__TASK__.
Locate each line in the records containing "RewriteController". Copy it.

* * * * *

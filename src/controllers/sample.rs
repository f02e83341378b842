use axum::{
    extract::{Path, State},
    http::StatusCode,
    Extension, Json,
};
use std::sync::Arc;
use uuid::Uuid;

use crate::{
    domain::sample::{CreateSampleRequest, SampleResponse, SampleService},
    error::{AppError, AppResult},
    infrastructure::auth::AuthUser,
};

pub struct SampleController {
    sample_service: Arc<SampleService>,
}

impl SampleController {
    pub fn new(sample_service: Arc<SampleService>) -> Self {
        Self { sample_service }
    }

    /// GET /api/samples - List the user's writing samples
    pub async fn list_samples(
        State(controller): State<Arc<SampleController>>,
        Extension(auth_user): Extension<AuthUser>,
    ) -> AppResult<Json<Vec<SampleResponse>>> {
        let samples = controller
            .sample_service
            .get_user_samples(auth_user.user_id)
            .await
            .map_err(AppError::from)?;
        Ok(Json(samples))
    }

    /// POST /api/samples - Store a writing sample, capped per tier
    pub async fn create_sample(
        State(controller): State<Arc<SampleController>>,
        Extension(auth_user): Extension<AuthUser>,
        Json(request): Json<CreateSampleRequest>,
    ) -> AppResult<(StatusCode, Json<SampleResponse>)> {
        let sample = controller
            .sample_service
            .create_sample(auth_user.user_id, request)
            .await
            .map_err(AppError::from)?;
        Ok((StatusCode::CREATED, Json(sample)))
    }

    /// DELETE /api/samples/:sampleId - Remove a writing sample
    pub async fn delete_sample(
        State(controller): State<Arc<SampleController>>,
        Extension(auth_user): Extension<AuthUser>,
        Path(sample_id): Path<Uuid>,
    ) -> AppResult<StatusCode> {
        controller
            .sample_service
            .delete_sample(auth_user.user_id, sample_id)
            .await
            .map_err(AppError::from)?;
        Ok(StatusCode::NO_CONTENT)
    }
}
pub mod health;
pub mod rewrite;
pub mod sample;
pub mod user;
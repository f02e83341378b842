pub mod jwt;
pub mod middleware;
pub mod request_id;

pub use jwt::{Claims, JwtValidator};
pub use middleware::{auth_middleware, AuthUser};
pub use request_id::{request_id_middleware, RequestId};
pub mod dto;
pub mod error;
pub mod model;
pub mod service;

pub use dto::{CreateSampleRequest, SampleResponse};
pub use error::SampleServiceError;
pub use model::WritingSample;
pub use service::SampleService;
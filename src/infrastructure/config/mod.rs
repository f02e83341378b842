use serde::Deserialize;
use std::env;

#[derive(Debug, Clone, Deserialize)]
pub struct Config {
    pub database_url: String,
    pub host: String,
    pub port: u16,
    pub jwt_secret: String,
    pub environment: Environment,
    pub log_format: LogFormat,
    // Denial throttling: how many rejected attempts per action are tolerated
    // within a window before further attempts get 429
    pub denial_limit: u32,
    pub denial_window_secs: u64,
}

#[derive(Debug, Clone, Deserialize, PartialEq)]
#[serde(rename_all = "lowercase")]
pub enum Environment {
    Development,
    Production,
}

#[derive(Debug, Clone, Deserialize, PartialEq)]
#[serde(rename_all = "lowercase")]
pub enum LogFormat {
    Pretty,
    Json,
}

impl Config {
    pub fn from_env() -> Result<Self, Box<dyn std::error::Error>> {
        dotenvy::dotenv().ok();

        let config = Config {
            database_url: env::var("DATABASE_URL")?,
            host: env::var("HOST").unwrap_or_else(|_| "0.0.0.0".to_string()),
            port: env::var("PORT")
                .unwrap_or_else(|_| "8080".to_string())
                .parse()?,
            jwt_secret: env::var("JWT_SECRET")?,
            environment: env::var("ENVIRONMENT")
                .unwrap_or_else(|_| "development".to_string())
                .parse::<String>()
                .map(|s| match s.as_str() {
                    "production" => Environment::Production,
                    _ => Environment::Development,
                })?,
            log_format: env::var("LOG_FORMAT")
                .unwrap_or_else(|_| "pretty".to_string())
                .parse::<String>()
                .map(|s| match s.as_str() {
                    "json" => LogFormat::Json,
                    _ => LogFormat::Pretty,
                })?,
            denial_limit: env::var("DENIAL_LIMIT")
                .unwrap_or_else(|_| "10".to_string())
                .parse()?,
            denial_window_secs: env::var("DENIAL_WINDOW_SECS")
                .unwrap_or_else(|_| "60".to_string())
                .parse()?,
        };

        Ok(config)
    }

    pub fn is_development(&self) -> bool {
        self.environment == Environment::Development
    }
}
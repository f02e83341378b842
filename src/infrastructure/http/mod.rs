use axum::{middleware, routing::get, routing::post, Router};
use std::sync::Arc;
use tower_http::trace::TraceLayer;

use crate::infrastructure::config::Config;
use crate::infrastructure::db::DbPool;
use crate::{
    controllers::{
        health, rewrite::RewriteController, sample::SampleController, user::UserController,
    },
    infrastructure::auth::{auth_middleware, request_id_middleware},
};

use crate::infrastructure::repositories::UserRepository;

/// Start the HTTP server with all routes configured
pub async fn start_http_server(
    pool: Arc<DbPool>,
    config: Arc<Config>,
    user_repo: Arc<UserRepository>,
    user_controller: Arc<UserController>,
    rewrite_controller: Arc<RewriteController>,
    sample_controller: Arc<SampleController>,
) -> Result<(), Box<dyn std::error::Error>> {
    // User routes (require authentication)
    let user_routes = Router::new()
        .route("/api/me", get(UserController::get_me))
        .route("/api/usage", get(UserController::get_usage))
        .with_state(user_controller.clone())
        .layer(middleware::from_fn_with_state(
            (user_repo.clone(), config.clone()),
            auth_middleware,
        ));

    // Rewrite and export gates (require authentication)
    let rewrite_routes = Router::new()
        .route(
            "/api/rewrites/authorize",
            post(RewriteController::authorize_rewrite),
        )
        .route(
            "/api/exports/authorize",
            post(RewriteController::authorize_export),
        )
        .with_state(rewrite_controller.clone())
        .layer(middleware::from_fn_with_state(
            (user_repo.clone(), config.clone()),
            auth_middleware,
        ));

    // Writing sample routes (require authentication)
    let sample_routes = Router::new()
        .route(
            "/api/samples",
            get(SampleController::list_samples).post(SampleController::create_sample),
        )
        .route(
            "/api/samples/:sampleId",
            axum::routing::delete(SampleController::delete_sample),
        )
        .with_state(sample_controller.clone())
        .layer(middleware::from_fn_with_state(
            (user_repo.clone(), config.clone()),
            auth_middleware,
        ));

    // Build application routes
    let app = Router::new()
        .route("/health", get(health::health))
        .route("/health/ready", get(health::health_ready))
        .with_state(pool.clone())
        .merge(user_routes)
        .merge(rewrite_routes)
        .merge(sample_routes)
        .layer(middleware::from_fn(request_id_middleware))
        .layer(TraceLayer::new_for_http());

    // Start server
    let listener =
        tokio::net::TcpListener::bind(format!("{}:{}", config.host, config.port)).await?;

    tracing::info!("Server listening on {}", listener.local_addr()?);

    axum::serve(listener, app).await?;

    Ok(())
}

* * * * *

__THE ANSWER__.
        health, rewrite::RewriteController, sample::SampleController, user::UserController,
    rewrite_controller: Arc<RewriteController>,
            post(RewriteController::authorize_rewrite),
            post(RewriteController::authorize_export),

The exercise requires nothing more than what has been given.